"In Python vs. SPL 10 -- One-to-N Association, we introduce one-to-one and one-to-N association. .."

Hoo RaqForum 19 No.
1 Reply • 431 View • 2 Years ago

Python vs. SPL 11 -- Many-to-One Association

In Python vs. SPL 10 -- One-to-N Association, we introduce one-to-one and one-to-N association. And this article will compare the computational abilities of Python and SPL in many-to-one association.

Foreign key association

When some fields of table A are associated with the primary key of table B, the associative fields of table A can be many, and the associative field of table B is distinct. Such scenario is a many-to-one association, also known as foreign key association, that is, table A is a fact table, and table B is a dimension table. The fields of table A associated with the primary key of table B are called the foreign keys of A to B, and table B is also called the foreign key table of A. For example:

There is a sale record table and a product information table.

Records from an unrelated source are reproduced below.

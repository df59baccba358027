use std::sync::atomic::{AtomicBool, Ordering};
use std::sync::mpsc::{self, Receiver, Sender};
use std::sync::Arc;
use std::time::Duration;

use occupancy_witness::{
    AcquisitionStatus, CaptureDevice, CaptureError, CaptureOptions, ChannelSink, DebounceConfig,
    Detection, Frame, FrameSource, Pipeline, PixelFormat, PollOutcome, RunExit, ScriptedBackend,
    StubBackend, TargetCount,
};

/// Blocks in `read_frame` until the test hands it a frame.
struct GatedDevice {
    frames: Receiver<Option<Frame>>,
    closed: Arc<AtomicBool>,
}

impl CaptureDevice for GatedDevice {
    fn describe(&self) -> String {
        "gated".to_string()
    }

    fn read_frame(&mut self) -> Result<Option<Frame>, CaptureError> {
        match self.frames.recv() {
            Ok(frame) => Ok(frame),
            Err(_) => Err(CaptureError::DeviceRead {
                source_id: "gated".to_string(),
                reason: "gate dropped".to_string(),
            }),
        }
    }

    fn close(&mut self) {
        self.closed.store(true, Ordering::SeqCst);
    }
}

fn gated_source(capacity: usize) -> (FrameSource, Sender<Option<Frame>>, Arc<AtomicBool>) {
    let (tx, rx) = mpsc::channel();
    let closed = Arc::new(AtomicBool::new(false));
    let device = GatedDevice {
        frames: rx,
        closed: closed.clone(),
    };
    let source = FrameSource::spawn(Box::new(device), "gated", capacity).expect("spawn source");
    (source, tx, closed)
}

fn rgb(fill: u8) -> Frame {
    Frame::new(vec![fill; 2 * 2 * 3], 2, 2, PixelFormat::Rgb24).unwrap()
}

fn wait_until(mut cond: impl FnMut() -> bool) {
    for _ in 0..1000 {
        if cond() {
            return;
        }
        std::thread::sleep(Duration::from_millis(2));
    }
    panic!("condition not reached in time");
}

fn small_stub_options(frames: f64) -> CaptureOptions {
    CaptureOptions::new()
        .with("width", 8.0)
        .with("height", 6.0)
        .with("frames", frames)
}

#[test]
fn current_frame_is_none_before_first_read() {
    let (source, tx, closed) = gated_source(3);
    assert!(source.current_frame().is_none());
    assert!(source.history().is_empty());
    assert!(source.is_running());

    tx.send(Some(rgb(7))).unwrap();
    wait_until(|| source.current_frame().is_some());
    let frame = source.current_frame().unwrap();
    assert_eq!(frame.sequence(), 1);
    assert_eq!(frame.pixels(), &[7; 12][..]);

    tx.send(None).unwrap();
    wait_until(|| !source.is_running());
    assert!(closed.load(Ordering::SeqCst));
}

#[test]
fn stop_during_blocked_read_waits_then_is_idempotent() {
    let (source, tx, closed) = gated_source(3);
    let source = Arc::new(source);

    let stopper = {
        let source = source.clone();
        std::thread::spawn(move || source.stop())
    };

    // The device is still inside read_frame, so stop cannot finish yet.
    std::thread::sleep(Duration::from_millis(50));
    assert!(!stopper.is_finished());
    assert!(!closed.load(Ordering::SeqCst));

    tx.send(Some(rgb(1))).unwrap();
    stopper.join().unwrap().expect("first stop");

    assert!(closed.load(Ordering::SeqCst));
    assert_eq!(source.status(), AcquisitionStatus::Stopped);
    assert!(!source.is_running());

    source.stop().expect("second stop is a no-op");
    assert_eq!(source.status(), AcquisitionStatus::Stopped);
}

#[test]
fn history_keeps_most_recent_frames_in_order() {
    let source = FrameSource::start("stub://history", 3, &small_stub_options(5.0))
        .expect("start synthetic source");
    wait_until(|| !source.is_running());

    assert_eq!(source.status(), AcquisitionStatus::EndOfStream);
    let sequences: Vec<u64> = source.history().iter().map(|f| f.sequence()).collect();
    assert_eq!(sequences, vec![3, 4, 5]);
    assert_eq!(source.current_frame().unwrap().sequence(), 5);

    let stats = source.stats();
    assert_eq!(stats.frames_captured, 5);
    assert_eq!(stats.history_len, 3);
    assert_eq!(stats.source_id, "stub://history");
    source.stop().unwrap();
}

#[test]
fn unsupported_source_fails_before_acquisition() {
    let err = FrameSource::start("rtsp://camera", 4, &CaptureOptions::new())
        .err()
        .expect("rtsp is not a capture backend");
    assert!(matches!(err, CaptureError::DeviceOpen { .. }));
}

#[test]
fn zero_capacity_fails_before_opening_device() {
    let err = FrameSource::start("stub://zero", 0, &CaptureOptions::new())
        .err()
        .expect("capacity 0 must fail");
    assert!(matches!(err, CaptureError::Config(_)));
}

#[test]
fn readers_always_see_whole_frames() {
    let (source, tx, _closed) = gated_source(4);
    let source = Arc::new(source);
    let done = Arc::new(AtomicBool::new(false));

    let readers: Vec<_> = (0..3)
        .map(|_| {
            let source = source.clone();
            let done = done.clone();
            std::thread::spawn(move || {
                let mut last_seen = 0u64;
                while !done.load(Ordering::SeqCst) {
                    if let Some(frame) = source.current_frame() {
                        let first = frame.pixels()[0];
                        assert!(frame.pixels().iter().all(|&b| b == first));
                        assert!(frame.sequence() >= last_seen);
                        last_seen = frame.sequence();
                    }
                    for frame in source.history() {
                        let first = frame.pixels()[0];
                        assert!(frame.pixels().iter().all(|&b| b == first));
                    }
                }
            })
        })
        .collect();

    for fill in 0..200u8 {
        tx.send(Some(rgb(fill))).unwrap();
    }
    tx.send(None).unwrap();
    wait_until(|| !source.is_running());
    done.store(true, Ordering::SeqCst);
    for reader in readers {
        reader.join().expect("reader saw a torn frame");
    }

    assert_eq!(source.current_frame().unwrap().pixels()[0], 199);
    let history = source.history();
    assert_eq!(history.len(), 4);
    assert!(history.windows(2).all(|w| w[0].sequence() < w[1].sequence()));
}

#[test]
fn pipeline_processes_each_frame_once() {
    let (source, tx, _closed) = gated_source(2);
    let (events_tx, events_rx) = mpsc::channel();
    let config = DebounceConfig {
        required_streak: 2,
        ..DebounceConfig::default()
    };
    let backend = ScriptedBackend::new(vec![vec![Detection::new("person", 0.9)]]);
    let mut pipeline = Pipeline::new(config, backend, ChannelSink::new(events_tx)).unwrap();

    assert_eq!(pipeline.poll(&source), PollOutcome::NoNewFrame);

    tx.send(Some(rgb(1))).unwrap();
    wait_until(|| source.current_frame().is_some());
    assert_eq!(pipeline.poll(&source), PollOutcome::Processed(None));
    assert_eq!(pipeline.poll(&source), PollOutcome::NoNewFrame);

    tx.send(Some(rgb(2))).unwrap();
    wait_until(|| source.current_frame().map(|f| f.sequence()) == Some(2));
    assert_eq!(
        pipeline.poll(&source),
        PollOutcome::Processed(Some(TargetCount::from_pairs(&[("person", 1), ("cat", 0)])))
    );

    tx.send(None).unwrap();
    wait_until(|| !source.is_running());
    assert_eq!(
        pipeline.poll(&source),
        PollOutcome::SourceEnded(AcquisitionStatus::EndOfStream)
    );
    assert_eq!(pipeline.frames_processed(), 2);
    assert_eq!(events_rx.try_iter().count(), 1);
}

#[test]
fn pipeline_run_ends_with_the_source() {
    let source = FrameSource::start("stub://run", 2, &small_stub_options(20.0)).unwrap();
    let (events_tx, _events_rx) = mpsc::channel();
    let mut pipeline = Pipeline::new(
        DebounceConfig::default(),
        StubBackend::new(),
        ChannelSink::new(events_tx),
    )
    .unwrap()
    .with_idle_interval(Duration::from_millis(1));

    let shutdown = AtomicBool::new(false);
    let summary = pipeline.run(&source, &shutdown);

    assert_eq!(
        summary.exit,
        RunExit::SourceEnded(AcquisitionStatus::EndOfStream)
    );
    assert!(summary.frames_processed >= 1);
    assert!(summary.frames_processed <= 20);
    assert_eq!(summary.events_emitted, 0);
    assert_eq!(pipeline.backend_mut().frames_seen(), summary.frames_processed);
}

#[test]
fn pipeline_run_honors_shutdown_flag() {
    let (source, gate, closed) = gated_source(2);
    let (events_tx, _events_rx) = mpsc::channel();
    let mut pipeline = Pipeline::new(
        DebounceConfig::default(),
        StubBackend::new(),
        ChannelSink::new(events_tx),
    )
    .unwrap();

    let shutdown = AtomicBool::new(true);
    let summary = pipeline.run(&source, &shutdown);
    assert_eq!(summary.exit, RunExit::Shutdown);
    assert_eq!(summary.frames_processed, 0);

    drop(gate);
    source.stop().unwrap();
    assert!(closed.load(Ordering::SeqCst));
}

#[test]
fn dropping_source_mid_read_releases_device() {
    let (source, tx, closed) = gated_source(2);

    let dropper = std::thread::spawn(move || drop(source));

    // Drop waits for the in-flight read like an explicit stop.
    std::thread::sleep(Duration::from_millis(50));
    assert!(!dropper.is_finished());
    assert!(!closed.load(Ordering::SeqCst));

    tx.send(Some(rgb(3))).unwrap();
    dropper.join().expect("drop returns once the read completes");
    assert!(closed.load(Ordering::SeqCst));
}

#[test]
fn source_leaving_scope_releases_device() {
    let closed = {
        let (source, tx, closed) = gated_source(2);
        tx.send(Some(rgb(4))).unwrap();
        wait_until(|| source.current_frame().is_some());
        // `tx` drops before `source`, which ends the pending read.
        closed
    };
    assert!(closed.load(Ordering::SeqCst));
}

struct PanickingDevice;

impl CaptureDevice for PanickingDevice {
    fn describe(&self) -> String {
        "panicking".to_string()
    }

    fn read_frame(&mut self) -> Result<Option<Frame>, CaptureError> {
        panic!("driver bug");
    }
}

#[test]
fn pipeline_sees_failure_when_acquisition_panics() {
    let source = FrameSource::spawn(Box::new(PanickingDevice), "panicking", 2).unwrap();
    let (events_tx, _events_rx) = mpsc::channel();
    let mut pipeline = Pipeline::new(
        DebounceConfig::default(),
        StubBackend::new(),
        ChannelSink::new(events_tx),
    )
    .unwrap()
    .with_idle_interval(Duration::from_millis(1));

    let shutdown = AtomicBool::new(false);
    let summary = pipeline.run(&source, &shutdown);

    assert_eq!(summary.exit, RunExit::SourceEnded(AcquisitionStatus::Failed));
    assert!(!source.is_running());
    assert!(source.stop().is_err());
}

The calculation task is to aggregate the sale amount of each kind of product.

Some of the data in sale record table, and product information table are as follows:

sale record table (fact table):

recordid	product	sale_city	amount	…
sr100001	p1003	c104	380	…
sr100002	p1005	c103	400	…
sr100003	p1003	c104	626	…
…	…	…	…	…

Product information table (dimension table):

productid	pclass	…
p1001	A	…
p1002	A	…
p1003	B	…
…	…	…

Python

import pandas as pd
sr_file1="D:\data\SaleRecord.csv"
pt_file1="D:\data\Product.csv"
record1=pd.read_csv(sr_file1)
product1=pd.read_csv(pt_file1)
r_pt=pd.merge(record1,product1,left_on="product",right_on="productid")
pclass_sale=r_pt.groupby('pclass',as_index=False).amount.sum()
print(pclass_sale)

 
Fact table
 
Dimension table
Associate fact table with the foreign keys of dimension table

The merge function in Python associates two tables; sale record table “record1” is the fact table, and product information table “product1” is the dimension table. Many records in “record1” correspond to one record in “product1”, and the names of associative fields in two tables are different, so left_on and right_on mark the associative field of two tables respectively so that the two tables are associated as a wide table, then group and aggregate the records to get the final result.

SPL

	A	B
1	D:\data\SaleRecord.csv
2	D:\data\Product.csv
3	=file(A1).import@tc()
4	=file(A2).import@tc()
5	=A3.switch(product,A4:productid)	/convert foreign keys to records of dimension table
6	=A5.groups(product.pclass;sum(amount):amount)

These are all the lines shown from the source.